** Opening Source information block **

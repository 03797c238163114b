//! Client execution loop: sessions, reconnects, backoff.

use std::time::Instant;

use tokio::sync::mpsc;

use gavel_shared::protocol::{ListingId, UserId};

use crate::dispatch::{ClientMessageDispatcher, NotificationDisplay};
use crate::error::ClientError;
use crate::formatter::MessageFormatter;
use crate::manager::ClientConnectionManager;
use crate::prompt::spawn_prompt_thread;
use crate::session::{SessionEnd, run_session};
use crate::ui::TerminalDisplay;

/// Run the auction watcher until the user quits.
///
/// One manager instance owns the connection for the whole process lifetime;
/// it carries the desired identity/subscription across reconnects and
/// schedules each retry with exponential backoff.
pub async fn run_client(
    url: String,
    user_id: Option<UserId>,
    listing_id: Option<ListingId>,
) -> Result<(), ClientError> {
    let mut manager = ClientConnectionManager::new(url);
    if let Some(user_id) = user_id {
        manager.set_identity(user_id);
    }
    if let Some(listing_id) = listing_id {
        manager.request_join(listing_id);
    }

    let prompt_label = user_id.map_or_else(|| "watch".to_string(), |id| format!("user:{}", id));
    let (command_tx, mut command_rx) = mpsc::unbounded_channel();
    let _prompt_thread = spawn_prompt_thread(prompt_label.clone(), command_tx);

    let mut dispatcher =
        ClientMessageDispatcher::new(user_id, TerminalDisplay::new(prompt_label));

    println!("\nCommands: join <listing>, leave, id <user>, status, quit\n");

    loop {
        tracing::info!("Connecting to {}", manager.url());

        let started = Instant::now();
        let result = run_session(&mut manager, &mut dispatcher, &mut command_rx).await;

        match result {
            Ok(SessionEnd::Quit) => {
                tracing::info!("Session ended by user");
                manager.on_disconnected(Some(started.elapsed()));
                break;
            }
            Ok(SessionEnd::Lost) => {
                manager.on_disconnected(Some(started.elapsed()));
            }
            Err(ClientError::Connect(reason)) => {
                tracing::warn!("Connection attempt failed: {}", reason);
                manager.on_disconnected(None);
            }
            Err(ClientError::ConnectionLost(reason)) => {
                tracing::warn!("Connection lost: {}", reason);
                manager.on_disconnected(Some(started.elapsed()));
            }
        }

        // While disconnected the cached state stays on screen; no error UI,
        // no manual retry.
        let delay = manager.reconnect_delay();
        dispatcher
            .display()
            .event(MessageFormatter::format_connection_status(
                manager.quality(),
            ));
        tracing::info!("Reconnecting in {:?}", delay);
        tokio::time::sleep(delay).await;
    }

    Ok(())
}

** Closing Source information block **

_Exercise aim:_
For every line above that holds the word "tracing", report the whole line.

_Your response:_
        tracing::info!("Connecting to {}", manager.url());
                tracing::info!("Session ended by user");
                tracing::warn!("Connection attempt failed: {}", reason);
                tracing::warn!("Connection lost: {}", reason);
        tracing::info!("Reconnecting in {:?}", delay);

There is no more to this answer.